Introduction
Elements of Scalable Web Applications#
In this brief book, I discuss the elements behind scalable web applications. The book contains three projects (construct, reconstruct, and deconstruct) for you to complete that each illustrate a facet of scalability. By completing this book, you should understand different ways to build web applications while appreciating the problems that emerge when these applications have to scale. It is not only infrastructure that we have to consider but also the way we build applications. Therefore, scalability is not only a technical concern but also a social one. It has to do with how teams develop and maintain applications while requirements, constraints, and operating conditions change.
Sustainability angle
Scalability also has an environmental dimension. More traffic, more data, more retries, more logs, and more infrastructure all consume resources. Throughout the book, you can ask whether a design scales efficiently, not only whether it scales at all.
0.1 Why should you read this book#
By its nature, the book is more on the academic side and I have included references in each chapter for further study. I have tried to keep each chapter to the point, and the additional resources provide a fuller view of each topic. Together, the book and the projects give the concepts a concrete shape and deepen your understanding.
I wrote this book to capture my understanding of how to develop scalable web applications. Although the book is oriented toward the web, several principles discussed here apply more broadly. Even if you are not a web practitioner, you can likely still gain something from reading it.
In the age of AI-driven development, understanding the concepts behind scalability is perhaps more important than ever. For this reason, I focus more on concepts than on specific technical details, which tend to change over time. Through this book and the surrounding course, you will also learn how to use AI technologies critically so they support development while preserving attention to design quality, maintainability, and system constraints.
0.2 Structure of the book#
The course book is built around the three course phases: construct, reconstruct, and deconstruct. Across these phases, you build a baseline, change it under new constraints, and then inspect the evidence and trade-offs around the result. The purpose of this book is to support you as you complete these phases. With this goal in mind, I have structured the book in three matching parts: Construct, Reconstruct, and Deconstruct.
The running project is intentionally framed as an event-oriented application rather than as one fixed product. Most groups should keep the first version modest: record events, store them, and view them. Stronger groups may choose a more ambitious domain as long as the event core remains clear. For example, a constrained visual agentic workflow platform can be treated as an event tracking system where workflow runs, node executions, tool calls, retries, and failures are the events. The course does not require everyone to build such a platform because the visual editor and agent runtime details can easily overtake the scalability lessons.
Construct:
- How to develop in a scalable manner? -- How do the latest improvements to development techniques affect the way we develop? How can we get set with our development efforts the right way?

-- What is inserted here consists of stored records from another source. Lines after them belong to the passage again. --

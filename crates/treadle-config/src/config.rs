//! Daemon configuration file.
//!
//! # File Format
//!
//! ```toml
//! root = "/home/patch/mi"
//! input_device = "/dev/input/event0"
//! heartbeat_secs = 200
//! client_name = "treadle"
//! reload_policy = "deferred"   # or "immediate"
//! duplicates = "reject"        # or "collapse"
//!
//! [switches]
//! A = 0x1e
//! B = 0x30
//! C = 0x2e
//! ```
//!
//! Every field is optional. The file is found by [`DaemonConfig::locate`].

use std::env;
use std::fs;
use std::path::{Path, PathBuf};
use std::time::Duration;

use serde::{Deserialize, Serialize};
use treadle_core::{DuplicatePolicy, PresetName, ReloadPolicy};
use treadle_platform::{KeyCode, SwitchMap, keys};

use crate::error::ConfigError;
use crate::paths::{self, CONFIG_ENV, Layout};

/// Key code of each footswitch.
#[derive(Debug, Clone, Copy, PartialEq, Eq, Serialize, Deserialize)]
#[serde(default)]
pub struct SwitchConfig {
    /// Key selecting preset A.
    #[serde(rename = "A")]
    pub a: u16,
    /// Key selecting preset B.
    #[serde(rename = "B")]
    pub b: u16,
    /// Key selecting preset C.
    #[serde(rename = "C")]
    pub c: u16,
}

impl Default for SwitchConfig {
    fn default() -> Self {
        Self {
            a: keys::KEY_A.raw(),
            b: keys::KEY_B.raw(),
            c: keys::KEY_C.raw(),
        }
    }
}

impl SwitchConfig {
    /// Builds the key-to-preset table.
    pub fn to_switch_map(&self) -> SwitchMap {
        let mut map = SwitchMap::new();
        map.map(KeyCode::new(self.a), PresetName::A);
        map.map(KeyCode::new(self.b), PresetName::B);
        map.map(KeyCode::new(self.c), PresetName::C);
        map
    }
}

/// Settings for the routing daemon and its tools.
#[derive(Debug, Clone, PartialEq, Eq, Serialize, Deserialize)]
#[serde(default, deny_unknown_fields)]
pub struct DaemonConfig {
    /// Installation root containing `PEDALS/`.
    #[serde(skip_serializing_if = "Option::is_none")]
    pub root: Option<PathBuf>,
    /// Footswitch input device.
    pub input_device: PathBuf,
    /// Longest wait for input before logging a heartbeat.
    pub heartbeat_secs: u64,
    /// Client name registered with the graph server.
    pub client_name: String,
    /// What a reload does to the active preset's routing.
    pub reload_policy: ReloadPolicy,
    /// How repeated connections in a definition are treated.
    pub duplicates: DuplicatePolicy,
    /// Footswitch key codes.
    pub switches: SwitchConfig,
}

impl Default for DaemonConfig {
    fn default() -> Self {
        Self {
            root: None,
            input_device: PathBuf::from("/dev/input/event0"),
            heartbeat_secs: 200,
            client_name: "treadle".to_string(),
            reload_policy: ReloadPolicy::default(),
            duplicates: DuplicatePolicy::default(),
            switches: SwitchConfig::default(),
        }
    }
}

impl DaemonConfig {
    /// Parses configuration from TOML text.
    pub fn from_toml(content: &str) -> Result<Self, ConfigError> {
        Ok(toml::from_str(content)?)
    }

    /// Serializes configuration to TOML text.
    pub fn to_toml(&self) -> Result<String, ConfigError> {
        Ok(toml::to_string_pretty(self)?)
    }

    /// Loads configuration from a file.
    pub fn load(path: impl AsRef<Path>) -> Result<Self, ConfigError> {
        let path = path.as_ref();
        let content = fs::read_to_string(path).map_err(|e| ConfigError::read_file(path, e))?;
        Self::from_toml(&content)
    }

    /// Saves configuration to a file, creating parent directories.
    pub fn save(&self, path: impl AsRef<Path>) -> Result<(), ConfigError> {
        let path = path.as_ref();
        if let Some(parent) = path.parent().filter(|p| !p.as_os_str().is_empty()) {
            fs::create_dir_all(parent).map_err(|e| ConfigError::create_dir(parent, e))?;
        }
        fs::write(path, self.to_toml()?).map_err(|e| ConfigError::write_file(path, e))
    }

    /// Finds the configuration file to use.
    ///
    /// Precedence: `explicit`, then `$TREADLE_CONFIG`, then the user config
    /// directory if a file exists there. Returns `None` when defaults apply.
    pub fn locate(explicit: Option<&Path>) -> Option<PathBuf> {
        if let Some(path) = explicit {
            return Some(path.to_path_buf());
        }
        if let Some(path) = env::var_os(CONFIG_ENV).filter(|v| !v.is_empty()) {
            return Some(PathBuf::from(path));
        }
        let default = paths::default_config_path();
        default.is_file().then_some(default)
    }

    /// Loads the located configuration, or defaults if there is none.
    ///
    /// A file named explicitly or through the environment must exist.
    pub fn discover(explicit: Option<&Path>) -> Result<(Self, Option<PathBuf>), ConfigError> {
        match Self::locate(explicit) {
            Some(path) => {
                let config = Self::load(&path)?;
                tracing::debug!(path = %path.display(), "loaded configuration");
                Ok((config, Some(path)))
            }
            None => Ok((Self::default(), None)),
        }
    }

    /// The installation root: configured, else `$PATH_MI_ROOT`, else `.`.
    pub fn resolve_root(&self) -> PathBuf {
        self.root
            .clone()
            .or_else(paths::root_from_env)
            .unwrap_or_else(|| PathBuf::from("."))
    }

    /// Well-known files under the resolved root.
    pub fn layout(&self) -> Layout {
        Layout::new(self.resolve_root())
    }

    /// Bounded-wait timeout for input. Never zero.
    pub fn heartbeat(&self) -> Duration {
        Duration::from_secs(self.heartbeat_secs.max(1))
    }
}

#[cfg(test)]
mod tests {
    use super::*;

    #[test]
    fn test_defaults() {
        let config = DaemonConfig::default();
        assert_eq!(config.input_device, Path::new("/dev/input/event0"));
        assert_eq!(config.heartbeat(), Duration::from_secs(200));
        assert_eq!(config.client_name, "treadle");
        assert_eq!(config.reload_policy, ReloadPolicy::Deferred);
        assert_eq!(config.duplicates, DuplicatePolicy::Reject);
        assert_eq!(config.switches.to_switch_map(), SwitchMap::standard());
    }

    #[test]
    fn test_empty_file_is_defaults() {
        assert_eq!(DaemonConfig::from_toml("").unwrap(), DaemonConfig::default());
    }

    #[test]
    fn test_parse_full_file() {
        let config = DaemonConfig::from_toml(
            r#"
            root = "/opt/mi"
            heartbeat_secs = 5
            reload_policy = "immediate"
            duplicates = "collapse"

            [switches]
            A = 0x100
            B = 0x101
            "#,
        )
        .unwrap();
        assert_eq!(config.resolve_root(), Path::new("/opt/mi"));
        assert_eq!(config.heartbeat(), Duration::from_secs(5));
        assert_eq!(config.reload_policy, ReloadPolicy::Immediate);
        assert_eq!(config.duplicates, DuplicatePolicy::Collapse);
        assert_eq!(config.switches.c, 0x2e);

        let map = config.switches.to_switch_map();
        assert_eq!(map.preset_for(KeyCode::new(0x101)), Some(PresetName::B));
        assert_eq!(map.preset_for(keys::KEY_A), None);
    }

    #[test]
    fn test_unknown_field_rejected() {
        assert!(matches!(
            DaemonConfig::from_toml("heartbeat = 3"),
            Err(ConfigError::TomlParse(_))
        ));
    }

    #[test]
    fn test_bad_policy_rejected() {
        assert!(DaemonConfig::from_toml("reload_policy = \"sometimes\"").is_err());
    }

    #[test]
    fn test_zero_heartbeat_clamped() {
        let config = DaemonConfig {
            heartbeat_secs: 0,
            ..DaemonConfig::default()
        };
        assert_eq!(config.heartbeat(), Duration::from_secs(1));
    }

    #[test]
    fn test_explicit_path_wins() {
        let explicit = Path::new("/tmp/elsewhere.toml");
        assert_eq!(DaemonConfig::locate(Some(explicit)), Some(explicit.to_path_buf()));
    }

    #[test]
    fn test_toml_roundtrip() {
        let config = DaemonConfig {
            root: Some(PathBuf::from("/srv/mi")),
            reload_policy: ReloadPolicy::Immediate,
            ..DaemonConfig::default()
        };
        let text = config.to_toml().unwrap();
        assert_eq!(DaemonConfig::from_toml(&text).unwrap(), config);
    }
}
//! The routing engine: graph, definitions and the active preset in one place.

use std::time::Instant;

use serde::{Deserialize, Serialize};
use thiserror::Error;

use crate::graph::GraphRuntime;
use crate::preset::{Preset, PresetName};
use crate::store::{DefinitionSource, DuplicatePolicy, LoadError, PresetStore};
use crate::transition::{RoutingTransitioner, TransitionError, TransitionReport};

/// What a reload does to the graph when the active preset's definition changed.
#[derive(Debug, Clone, Copy, Default, PartialEq, Eq, Serialize, Deserialize)]
#[serde(rename_all = "lowercase")]
pub enum ReloadPolicy {
    /// Swap definitions only. The graph keeps the old routing until the
    /// next switch press, which diffs from what is actually live.
    #[default]
    Deferred,
    /// Rewire the active preset to its new definition as part of the reload.
    Immediate,
}

/// Errors from [`RoutingEngine::reload`].
#[derive(Debug, Clone, PartialEq, Eq, Error)]
pub enum ReloadError {
    /// The new definitions did not load; nothing changed.
    #[error("reload rejected: {0}")]
    Load(#[from] LoadError),

    /// Rewiring the active preset failed (immediate policy only).
    #[error("reload transition failed: {0}")]
    Transition(#[from] TransitionError),
}

/// Result of a successful reload.
#[derive(Debug, Clone, Default, PartialEq, Eq)]
pub struct ReloadOutcome {
    /// Presets whose connection set changed.
    pub changed: Vec<PresetName>,
    /// Transition applied to the active preset, if the policy asked for one
    /// and its definition changed.
    pub resynced: Option<TransitionReport>,
}

/// Owns the graph, the preset definitions and the active preset.
///
/// `applied` is the exact definition the engine last pushed to the graph.
/// It is what the next transition diffs from, so a reload that changes the
/// active preset's file never makes the engine believe routes exist that
/// were never made.
pub struct RoutingEngine<G> {
    graph: G,
    store: PresetStore,
    active: Option<PresetName>,
    applied: Option<Preset>,
    reload_policy: ReloadPolicy,
    duplicate_policy: DuplicatePolicy,
}

impl<G: GraphRuntime> RoutingEngine<G> {
    /// Creates an engine with no preset active.
    pub fn new(graph: G, store: PresetStore) -> Self {
        Self {
            graph,
            store,
            active: None,
            applied: None,
            reload_policy: ReloadPolicy::default(),
            duplicate_policy: DuplicatePolicy::default(),
        }
    }

    /// Sets the reload policy.
    pub fn with_reload_policy(mut self, policy: ReloadPolicy) -> Self {
        self.reload_policy = policy;
        self
    }

    /// Sets the duplicate policy used by [`RoutingEngine::reload`].
    pub fn with_duplicate_policy(mut self, policy: DuplicatePolicy) -> Self {
        self.duplicate_policy = policy;
        self
    }

    /// The active preset, if any.
    pub fn active(&self) -> Option<PresetName> {
        self.active
    }

    /// Current definition of the active preset.
    pub fn active_preset(&self) -> Option<&Preset> {
        self.active.map(|name| self.store.get(name))
    }

    /// Definition last applied to the graph.
    ///
    /// Differs from [`RoutingEngine::active_preset`] after a deferred reload
    /// changed the active preset's file.
    pub fn applied_preset(&self) -> Option<&Preset> {
        self.applied.as_ref()
    }

    /// The loaded definitions.
    pub fn store(&self) -> &PresetStore {
        &self.store
    }

    /// The graph runtime.
    pub fn graph(&self) -> &G {
        &self.graph
    }

    /// Mutable access to the graph runtime.
    pub fn graph_mut(&mut self) -> &mut G {
        &mut self.graph
    }

    /// Consumes the engine, returning the graph.
    pub fn into_graph(self) -> G {
        self.graph
    }

    /// Switches the graph to preset `name`.
    ///
    /// On failure the active preset is unchanged and the graph may be part
    /// way between the two presets.
    pub fn select(&mut self, name: PresetName) -> Result<TransitionReport, TransitionError> {
        let target = self.store.get(name);
        let report = RoutingTransitioner::new(&mut self.graph).transition(self.applied.as_ref(), target)?;
        self.applied = Some(target.clone());
        self.active = Some(name);
        Ok(report)
    }

    /// Reloads every definition from `source`.
    ///
    /// The new store is built before anything is replaced; on a load error
    /// the store, the active preset and the graph are untouched.
    pub fn reload(&mut self, source: &impl DefinitionSource) -> Result<ReloadOutcome, ReloadError> {
        let started = Instant::now();
        let store = PresetStore::load_with(source, self.duplicate_policy)?;
        let changed = store.changed_since(&self.store);

        let mut resynced = None;
        if let (ReloadPolicy::Immediate, Some(name)) = (self.reload_policy, self.active) {
            let target = store.get(name);
            let stale = self.applied.as_ref().is_none_or(|applied| !applied.same_connections(target));
            if stale {
                let report = RoutingTransitioner::new(&mut self.graph).transition(self.applied.as_ref(), target)?;
                self.applied = Some(target.clone());
                resynced = Some(report);
            }
        }

        self.store = store;
        tracing::info!(
            changed = ?changed,
            active = ?self.active,
            resynced = resynced.is_some(),
            elapsed_us = started.elapsed().as_micros() as u64,
            "presets reloaded"
        );
        Ok(ReloadOutcome { changed, resynced })
    }
}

- What is scalability? -- How do we define scalability in the first place?
- What is the architecture of the web? -- How was the web built and what kind of constraints does that give to our designs? How do the constraints of the web shape API design?
Reconstruct:
- What is friction in software engineering? -- What is friction and how to reduce it?
- How to benchmark and observe web applications? -- Why is benchmarking important? How to benchmark effectively? What is observability?
- What happens when systems face reality? -- What kind of problems might we encounter as our systems face reality and real users? How can we scale beyond a single machine?
Deconstruct:
- How to coordinate agent fleets? -- How do project instructions, tests, task boundaries, roles, and review loops make agentic development safer and more scalable?
- How to scale web applications? -- What to consider when scaling our web applications? What kind of scaling techniques exist at a technical level? How does latency caused by physical constraints affect our designs?
- Recap -- What should we remember from the course after constructing, reconstructing, and deconstructing a scalable web application?
0.3 Project artifacts#
Each chapter should help you produce or revise one concrete project artifact. By the end of the course, these artifacts should form a small engineering portfolio around your event tracking system:
- Chapter 1: README, assumptions, and development process notes.
- Chapter 2: scalability dimensions checklist.
- Chapter 3: architecture and data-flow diagrams.
- Chapter 4: friction audit.
- Chapter 5: measurement and observability plan.
- Chapter 6: changed-assumptions and pressure map for Reconstruct.
- Chapter 7: agent instructions, task boundaries, and review workflow.
- Chapter 8: scaling trade-off table and revised event pipeline.
- Chapter 9: final evidence-based reflection.